### WHAT YOU NEED TO DO:
Produce a verbatim transcription of the records below, beginning at the line containing "package not found" and ending at the final line; include only those lines.

### MATERIAL FOR THIS TASK:
use anyhow::Result;
use chrono::TimeZone;
use std::env;
use std::fs;
use std::process::Command;
use vergen_gitcl::{Emitter, GitclBuilder};

const LIBRARY: &str = "esframe";

fn main() -> Result<()> {
    // Generate git information
    let gitcl = GitclBuilder::default()
        .describe(true, true, Some("[0-9]*"))
        .build()?;

    let gitcl_res = Emitter::default()
        .idempotent()
        .fail_on_error()
        .add_instructions(&gitcl)
        .and_then(|emitter| emitter.emit());

    if let Err(e) = gitcl_res {
        eprintln!("error occurred while generating instructions: {e:?}");
        Emitter::default().idempotent().fail_on_error().emit()?;
    }

    let now = match env::var("SOURCE_DATE_EPOCH") {
        Ok(val) => chrono::Utc
            .timestamp_opt(val.parse::<i64>()?, 0)
            .single()
            .unwrap_or_else(chrono::Utc::now),
        Err(_) => chrono::Utc::now(),
    };

    println!(
        "cargo:rustc-env=BUILD_TIMESTAMP={}",
        now.format("%Y-%m-%d %H:%M:%S UTC")
    );

    let library_version = library_version_from_metadata().unwrap_or_else(|_| {
        library_version_fallback().unwrap_or_else(|_| "unknown".to_string())
    });
    println!("cargo:rustc-env=ESFRAME_VERSION={library_version}");

    println!("cargo:rerun-if-changed={LIBRARY}/Cargo.toml");

    Ok(())
}

/// Looks the library up in `cargo metadata`, first as a workspace member,
/// then as a resolved registry dependency.
fn library_version_from_metadata() -> Result<String> {
    let output = Command::new("cargo")
        .args(["metadata", "--format-version", "1"])
        .output()?;

    if !output.status.success() {
        anyhow::bail!("cargo metadata failed");
    }

    let metadata: serde_json::Value = serde_json::from_slice(&output.stdout)?;

    if let Some(packages) = metadata["packages"].as_array() {
        for package in packages {
            if package["name"].as_str() == Some(LIBRARY) {
                if let Some(version) = package["version"].as_str() {
                    return Ok(version.to_string());
                }
            }
        }
    }

    // Node ids look like "esframe 0.3.0 (registry+...)"
    if let Some(nodes) = metadata["resolve"]["nodes"].as_array() {
        let prefix = format!("{LIBRARY} ");
        for node in nodes {
            let Some(rest) = node["id"].as_str().and_then(|id| id.strip_prefix(&prefix)) else {
                continue;
            };
            if let Some(version) = rest.split(' ').next() {
                return Ok(version.to_string());
            }
        }
    }

    anyhow::bail!("{LIBRARY} package not found in metadata");
}

fn library_version_fallback() -> Result<String> {
    let toml_content = fs::read_to_string(format!("{LIBRARY}/Cargo.toml"))?;

    for line in toml_content.lines() {
        let line = line.trim();
        if let Some(value) = line.strip_prefix("version") {
            if let Some(value) = value.trim_start().strip_prefix('=') {
                return Ok(value.trim().trim_matches('"').trim_matches('\'').to_string());
            }
        }
    }

    anyhow::bail!("Could not find version in {LIBRARY}/Cargo.toml");
}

### EXERCISE RESULT:
    anyhow::bail!("{LIBRARY} package not found in metadata");
}

fn library_version_fallback() -> Result<String> {
    let toml_content = fs::read_to_string(format!("{LIBRARY}/Cargo.toml"))?;

    for line in toml_content.lines() {
        let line = line.trim();
        if let Some(value) = line.strip_prefix("version") {
            if let Some(value) = value.trim_start().strip_prefix('=') {
                return Ok(value.trim().trim_matches('"').trim_matches('\'').to_string());
            }
        }
    }

    anyhow::bail!("Could not find version in {LIBRARY}/Cargo.toml");
}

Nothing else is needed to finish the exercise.